|operations/puppet : production||toolsdb: fix up the config for the new server|
- Mentioned In
- T216749: Decommission labsdb1004.eqiad.wmnet and labsdb1005.eqiad.wmnet
T216507: Move Phragile DB to CloudVPS
T216441: Evaluate transferring the non-replicated tables to the new toolsdb server
T216167: Verify checkwiki tool against excessive DB usage
T216328: CopyPatrol - 500 - Internal Server Error
T216320: Cannot connect to toolsdb
T214278: Quickstatements, "backend is overloaded"
T216213: s52481__stats_global running CREATE DATABASE IF NOT EXISTS on too many queries causing locking issues
T216170: toolsdb - Per-user connection limits
- Mentioned Here
- T216441: Evaluate transferring the non-replicated tables to the new toolsdb server
T216170: toolsdb - Per-user connection limits
Hi thanks for letting us know. The Phragile app is running on it's own VPS now and I'm not sure why we kept the DB on the tools server ( it's currently accessed from the VPS instance ). I'm trying to move the DB to the VPS so we can hopefully solve that problem and reduce the load.
The problem has returned this morning. Rising user connections is a symptom of all tables becoming unusable and not the cause. WMCS is proceeding to try and stand up a new server to move to quickly.
Day 2 of no Quickstatements, no Listeria, no ETA for a resumption of service ... no comment from WMF on why what is a critical service - if we're taking this whole wikidata business at all seriously - is fritzed.
Please keep your comments factual and leave out the attitude. Just subscribe to cloud-announce list ( https://lists.wikimedia.org/pipermail/cloud-announce/2019-February/thread.html ) so you know what is happening.
No, I'll not be doing that, any more than you just have. Whilst a serious outage is being treated merely as a curiosity, it is well worth reminding WMF employees that outages like this are far from acceptable.
I can give a guess-estimate. Given the complexity of some of the operations we are doing (specially to prevent serious data-loss), services probably won't be fully recovered until at least Tuesday next week (2019-02-26).
Wikimedia Cloud Services is not an outage-free zone. Perhaps that should change, but then you really should be advocating for a lot more ressources for it. With its current resources the team does an amazing job serving the communities of developers and users.
On the original "no comment" remark: it really shows you are not informing yourself in the least. There have been multiple announcements on the mailing lists, repeated responses in #wikimedia-cloud freenode, several tasks on phabricator and a few incident reports on Wikitech. All being the preferred channels for communication and documentation for Wikimedia Cloud Services things. You may have missed those, as most users probably have, but that does not give you leave to assume they did not happen or to attack the people and services of the Cloud Services Team.
The team made progress on getting the new server up yesterday and overnight. If we manage to get things live again before Tuesday, we'll get the word out! If not, I think things are moving along well to getting toolsdb back "working" by then. Thanks for your patience everyone!
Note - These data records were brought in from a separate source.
//! Marker rules used to recognise BMAD content.

use std::fmt;
use std::sync::Arc;

use once_cell::sync::Lazy;
use regex::Regex;
use serde::Deserialize;

use crate::error::{PipelineError, PipelineResult};

type PredicateFn = dyn Fn(&str) -> bool + Send + Sync;

/// How a marker rule inspects content.
#[derive(Clone)]
pub enum MarkerMatcher {
    /// Matches when the regex finds a match anywhere in the content
    Regex(Regex),
    /// Matches when the predicate returns true
    Predicate(Arc<PredicateFn>),
}

impl fmt::Debug for MarkerMatcher {
    fn fmt(&self, f: &mut fmt::Formatter<'_>) -> fmt::Result {
        match self {
            Self::Regex(re) => f.debug_tuple("Regex").field(&re.as_str()).finish(),
            Self::Predicate(_) => f.write_str("Predicate(..)"),
        }
    }
}

/// A single independent marker contributing to the detection score.
#[derive(Debug, Clone)]
pub struct MarkerRule {
    /// Marker name reported in `matchedMarkers`
    pub name: String,

    /// Contribution to the confidence score
    pub weight: f64,

    /// Matching strategy
    pub matcher: MarkerMatcher,
}

impl MarkerRule {
    /// Create a regex-based rule.
    pub fn regex(name: impl Into<String>, weight: f64, pattern: &str) -> PipelineResult<Self> {
        let name = name.into();
        let regex = Regex::new(pattern).map_err(|e| {
            PipelineError::config(format!("invalid pattern for marker '{}': {}", name, e))
        })?;
        Self::checked(name, weight, MarkerMatcher::Regex(regex))
    }

    /// Create a predicate-based rule.
    pub fn predicate<F>(name: impl Into<String>, weight: f64, predicate: F) -> PipelineResult<Self>
    where
        F: Fn(&str) -> bool + Send + Sync + 'static,
    {
        Self::checked(name.into(), weight, MarkerMatcher::Predicate(Arc::new(predicate)))
    }

    fn checked(name: String, weight: f64, matcher: MarkerMatcher) -> PipelineResult<Self> {
        if !weight.is_finite() || weight <= 0.0 {
            return Err(PipelineError::config(format!(
                "marker '{}' must have a positive weight, got {}",
                name, weight
            )));
        }
        Ok(Self { name, weight, matcher })
    }

    /// Check whether the rule matches the content.
    pub fn matches(&self, content: &str) -> bool {
        match &self.matcher {
            MarkerMatcher::Regex(re) => re.is_match(content),
            MarkerMatcher::Predicate(predicate) => predicate(content),
        }
    }
}

/// Marker declared in configuration under `detection.extra_markers`.
#[derive(Debug, Clone, Deserialize)]
pub struct MarkerSpec {
    pub name: String,
    pub pattern: String,
    #[serde(default = "default_weight")]
    pub weight: f64,
}

fn default_weight() -> f64 {
    0.1
}

impl MarkerSpec {
    /// Compile into a rule.
    pub fn compile(&self) -> PipelineResult<MarkerRule> {
        MarkerRule::regex(&self.name, self.weight, &self.pattern)
    }
}

/// Built-in marker rules, in evaluation order.
pub fn default_rules() -> Vec<MarkerRule> {
    DEFAULT_RULES.clone()
}

pub(crate) static DEFAULT_RULES: Lazy<Vec<MarkerRule>> = Lazy::new(|| {
    const DEFAULTS: &[(&str, f64, &str)] = &[
        ("frontmatter", 0.10, r"\A\s*---[ \t]*\r?\n(?s:.*?)\r?\n---[ \t]*(?:\r?\n|\z)"),
        ("epic_header", 0.20, r"(?mi)^[ \t]*#{1,6}[ \t]*epic\b"),
        ("story_header", 0.20, r"(?mi)^[ \t]*#{1,6}[ \t]*(?:user[ \t]+)?story\b"),
        ("agent_role", 0.15, r"(?mi)^[ \t]*(?:[-*][ \t]*)?(?:agent|role)[ \t]*:[ \t]*\S"),
        ("bmad_keyword", 0.15, r"(?i)\bbmad\b"),
        (
            "acceptance_criteria",
            0.10,
            r"(?mi)^[ \t]*(?:#{1,6}[ \t]*)?acceptance[ \t]+criteria\b",
        ),
        (
            "planning_section",
            0.10,
            r"(?mi)^[ \t]*#{1,6}[ \t]*(?:prd|product[ \t]+requirements|architecture|project[ \t]+brief)\b",
        ),
    ];

    DEFAULTS
        .iter()
        .filter_map(|(name, weight, pattern)| MarkerRule::regex(*name, *weight, pattern).ok())
        .collect()
});

#[cfg(test)]
mod tests {
    use super::*;

    fn rule(name: &str) -> MarkerRule {
        default_rules().into_iter().find(|r| r.name == name).unwrap()
    }

    #[test]
    fn test_all_default_rules_compile() {
        assert_eq!(default_rules().len(), 7);
        let total: f64 = default_rules().iter().map(|r| r.weight).sum();
        assert!((total - 1.0).abs() < 1e-9);
    }

    #[test]
    fn test_epic_and_story_headers() {
        assert!(rule("epic_header").matches("# Epic: Build X"));
        assert!(rule("epic_header").matches("intro\n### EPIC 2 - Payments"));
        assert!(!rule("epic_header").matches("an epic journey"));
        assert!(rule("story_header").matches("## Story: login"));
        assert!(rule("story_header").matches("## User Story 1"));
        assert!(!rule("story_header").matches("## History"));
    }

    #[test]
    fn test_agent_role() {
        assert!(rule("agent_role").matches("Agent: dev"));
        assert!(rule("agent_role").matches("  - role: architect"));
        assert!(!rule("agent_role").matches("Agent:"));
        assert!(!rule("agent_role").matches("the agent is here"));
    }

    #[test]
    fn test_frontmatter_only_at_start() {
        assert!(rule("frontmatter").matches("---\nname: demo\n---\nbody"));
        assert!(!rule("frontmatter").matches("body\n---\nname: demo\n---\n"));
    }

    #[test]
    fn test_invalid_pattern_and_weight() {
        assert!(MarkerRule::regex("bad", 0.1, "(unclosed").is_err());
        assert!(MarkerRule::regex("zero", 0.0, "x").is_err());
        assert!(MarkerRule::predicate("nan", f64::NAN, |_| true).is_err());
    }

    #[test]
    fn test_predicate_rule() {
        let rule = MarkerRule::predicate("long", 0.5, |c| c.len() > 5).unwrap();
        assert!(rule.matches("abcdefg"));
        assert!(!rule.matches("abc"));
    }
}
If I am not mistaken its a requirement to at least be subscribed to -announce, if not the primary list itself. You're complaining about a couple days (maybe a week total) outage. I remember the days when the database had over a year lag. Things used to break regularly and that was the norm. As users of the free hosting/services we understood issues arise. If you cannot deal with issues once a year or so now a days, you might look at investing in moving your projects to a dedicated hosting service with a SAL and guaranteed 100% uptime clause. Otherwise understand that there are communication channels in place and that issues come up.
Can you clarify - did you really mean 2019-02-26, or is the estimate actually for tomorrow (2019-02-19)? Also (if it is the extended period of an additional week) it would be nice to have a brief summary of the steps that are being taking that explain why it would take so long - you are replacing hardware? Copying and verifying data? Working on improved configuration of some sort?
Repeating from cloud-announce: The change-over was successful. Thank you for your patience and understanding. ToolsDB should now be fully operational. Please report issues to the #wikimedia-cloud IRC channel.
T216441 is to track further recovery efforts around tables that are not replicated.
FYI: I just moved the Phragile database aka s52552__phragile to it's own instance on CloudVPS and the app uses that DB now. When I get the ok from my colleagues I will remove it from ToolsDB.
The only things still open under this are hardware that is in the process of decommissioning. I think all of our toolsdb action items from the outage are completed (not to say that there isn't still work to do).